Patricia Levesque was against bipartisan support for changing Florida’s high school graduation requirements before she was for it. Writes Mary McGrory in the Tampa Bay Times:
Earlier this month, Patricia Levesque, executive director of the Foundation for Florida’s Future, tried to dissuade a House panel from dropping geometry from the graduation requirements. She urged lawmakers not to lower the standards, saying Florida students had a track record of rising to the occasion.
Levesque also raised concerns with the diploma designations. “When you set those low bars, the students that are going to be more often counseled into that diploma are our minority and underrepresented students,” she said.
According to StateImpact’sJohn O’Connor, Levesque has couched her opposition and is supporting a senate bill which has “similar goals” that’s intended to offer alternative paths to graduation.
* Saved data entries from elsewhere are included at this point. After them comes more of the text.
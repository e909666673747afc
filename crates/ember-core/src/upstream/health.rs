use futures::future::join_all;
use serde::Serialize;
use std::{
    sync::{
        atomic::{AtomicU64, Ordering},
        Arc,
    },
    time::Duration,
};
use tokio::{sync::broadcast, time::interval};
use tracing::{debug, info, warn};

use crate::{
    metrics::MetricsCollector,
    upstream::{
        errors::UpstreamError,
        executor::DirectExecutor,
        registry::{EndpointEvent, EndpointRegistry},
    },
};

/// Capacity of the event channel; slow subscribers see `Lagged` rather than blocking.
const EVENT_CHANNEL_CAPACITY: usize = 256;

/// Probe settings for the health monitor.
#[derive(Debug, Clone)]
pub struct HealthMonitorConfig {
    pub check_interval: Duration,
    pub probe_method: String,
    pub probe_timeout: Duration,
}

impl Default for HealthMonitorConfig {
    fn default() -> Self {
        Self {
            check_interval: Duration::from_secs(30),
            probe_method: "getBlockHeight".to_string(),
            probe_timeout: Duration::from_secs(5),
        }
    }
}

/// Counters describing health monitor activity.
#[derive(Debug, Clone, Default, Serialize, PartialEq, Eq)]
pub struct HealthMonitorStats {
    pub cycles: u64,
    pub probes: u64,
    pub probe_failures: u64,
    pub failovers: u64,
    pub recoveries: u64,
}

#[derive(Default)]
struct MonitorCounters {
    cycles: AtomicU64,
    probes: AtomicU64,
    probe_failures: AtomicU64,
    failovers: AtomicU64,
    recoveries: AtomicU64,
}

/// Periodically probes every registered endpoint and drives primary failover and
/// recovery through the [`EndpointRegistry`].
///
/// Events are published on a broadcast channel; see [`HealthMonitor::subscribe`].
pub struct HealthMonitor {
    registry: Arc<EndpointRegistry>,
    executor: Arc<DirectExecutor>,
    metrics_collector: Arc<MetricsCollector>,
    config: HealthMonitorConfig,
    events: broadcast::Sender<EndpointEvent>,
    counters: MonitorCounters,
}

impl HealthMonitor {
    #[must_use]
    pub fn new(
        registry: Arc<EndpointRegistry>,
        executor: Arc<DirectExecutor>,
        metrics_collector: Arc<MetricsCollector>,
        config: HealthMonitorConfig,
    ) -> Self {
        let (events, _) = broadcast::channel(EVENT_CHANNEL_CAPACITY);
        Self {
            registry,
            executor,
            metrics_collector,
            config,
            events,
            counters: MonitorCounters::default(),
        }
    }

    /// Subscribes to failover, recovery and degradation events.
    #[must_use]
    pub fn subscribe(&self) -> broadcast::Receiver<EndpointEvent> {
        self.events.subscribe()
    }

    #[must_use]
    pub fn config(&self) -> &HealthMonitorConfig {
        &self.config
    }

    #[must_use]
    pub fn stats(&self) -> HealthMonitorStats {
        HealthMonitorStats {
            cycles: self.counters.cycles.load(Ordering::Relaxed),
            probes: self.counters.probes.load(Ordering::Relaxed),
            probe_failures: self.counters.probe_failures.load(Ordering::Relaxed),
            failovers: self.counters.failovers.load(Ordering::Relaxed),
            recoveries: self.counters.recoveries.load(Ordering::Relaxed),
        }
    }

    /// Spawns the periodic probe loop, which runs until `shutdown_rx` fires.
    ///
    /// The first cycle runs immediately.
    #[must_use]
    pub fn start_with_shutdown(
        self: &Arc<Self>,
        mut shutdown_rx: broadcast::Receiver<()>,
    ) -> tokio::task::JoinHandle<()> {
        let monitor = Arc::clone(self);

        tokio::spawn(async move {
            let mut interval = interval(monitor.config.check_interval);

            loop {
                tokio::select! {
                    _ = interval.tick() => {
                        monitor.check_all().await;
                    }
                    _ = shutdown_rx.recv() => {
                        info!("health monitor shutting down");
                        break;
                    }
                }
            }
        })
    }

    /// Probes every registered endpoint concurrently, one probe per endpoint.
    pub async fn check_all(&self) {
        let endpoints = self.registry.endpoints();
        self.counters.cycles.fetch_add(1, Ordering::Relaxed);

        let results =
            join_all(endpoints.iter().map(|endpoint| self.check_endpoint_health(&endpoint.id))).await;
        let healthy = results.into_iter().filter(|r| matches!(r, Ok(true))).count();

        self.metrics_collector.record_healthy_endpoint_count(healthy);
        debug!(endpoints = endpoints.len(), healthy, "health check cycle completed");
    }

    /// Probes one endpoint and applies the outcome.
    ///
    /// Returns whether the probe succeeded.
    ///
    /// # Errors
    ///
    /// Returns [`UpstreamError::UnknownEndpoint`] if `id` is not registered.
    pub async fn check_endpoint_health(&self, id: &str) -> Result<bool, UpstreamError> {
        let endpoint =
            self.registry.endpoint(id).ok_or_else(|| UpstreamError::UnknownEndpoint(id.to_string()))?;
        self.counters.probes.fetch_add(1, Ordering::Relaxed);

        let outcome = self
            .executor
            .execute(&endpoint, &self.config.probe_method, None, self.config.probe_timeout)
            .await;

        match outcome {
            Ok(execution) => {
                let latency_ms = execution.latency_ms();
                self.metrics_collector.record_health_check(id, true, latency_ms);
                debug!(endpoint = %id, latency_ms, "health check passed");
                self.apply_probe_success(id, latency_ms);
                Ok(true)
            }
            Err(e) => {
                self.counters.probe_failures.fetch_add(1, Ordering::Relaxed);
                self.metrics_collector.record_health_check(
                    id,
                    false,
                    u64::try_from(self.config.probe_timeout.as_millis()).unwrap_or(u64::MAX),
                );
                warn!(endpoint = %id, error = %e, "health check failed");
                self.apply_probe_failure(id, &e.to_string());
                Ok(false)
            }
        }
    }

    /// Applies a successful probe result as if it had been observed by a probe.
    pub fn apply_probe_success(&self, id: &str, latency_ms: u64) {
        let events = self.registry.apply_probe_success(id, latency_ms);
        self.after_probe(id, events);
    }

    /// Applies a failed probe result as if it had been observed by a probe.
    pub fn apply_probe_failure(&self, id: &str, error: &str) {
        let events = self.registry.apply_probe_failure(id, error);
        self.after_probe(id, events);
    }

    fn after_probe(&self, id: &str, events: Vec<EndpointEvent>) {
        if let Some(health) = self.registry.health(id) {
            self.metrics_collector.record_endpoint_health(id, &health);
        }
        for event in events {
            match &event {
                EndpointEvent::Failover { kind, .. } => {
                    self.counters.failovers.fetch_add(1, Ordering::Relaxed);
                    self.metrics_collector.record_failover(*kind);
                }
                EndpointEvent::Recovery { kind, .. } => {
                    self.counters.recoveries.fetch_add(1, Ordering::Relaxed);
                    self.metrics_collector.record_recovery(*kind);
                }
                EndpointEvent::Degraded { .. } => {}
            }
            // No subscribers is fine.
            let _ = self.events.send(event);
        }
    }
}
This might be an exercise in horse trading, but Levesque’s predictable rhetoric about “rigor” and “raising the bar” didn’t influence legislators. Sen. Bill Montford seemed to push back with ‘this whole approach is not … retreating, not backing down. It’s a tweaking and a better alternative for a lot of our students.”
But Levesque’s insistence that Florida keep it’s geometry requirement shows her and the foundations she speaks for to be out of touch. Educators have long felt that the Geometry requirement was a rigorous standard too far. One only needs to take a look at the high failure rate on state Algebra tests to understand. A far better and more valuable alternative such as Accounting would give students real life skills and an entrepreneurial base. It is due to Florida’s test-dominated reforms – of which Levesque is a primary architect – that schools like mine discontinued their Accounting programs.
Does Levesque’s position furthermore reveal how conflicted both Bush foundations have become? To eliminate a mandated test is to cut into the profit margin of the corporations who fund them. Alternative paths to graduation weaken test corporations grip on policy via their successful nationalization of Common Core Standards. Its not as easy to force vo-tech alternatives into the tidy cartel they are attempted to solidify.
And weren’t Bush’s foundations all about choices?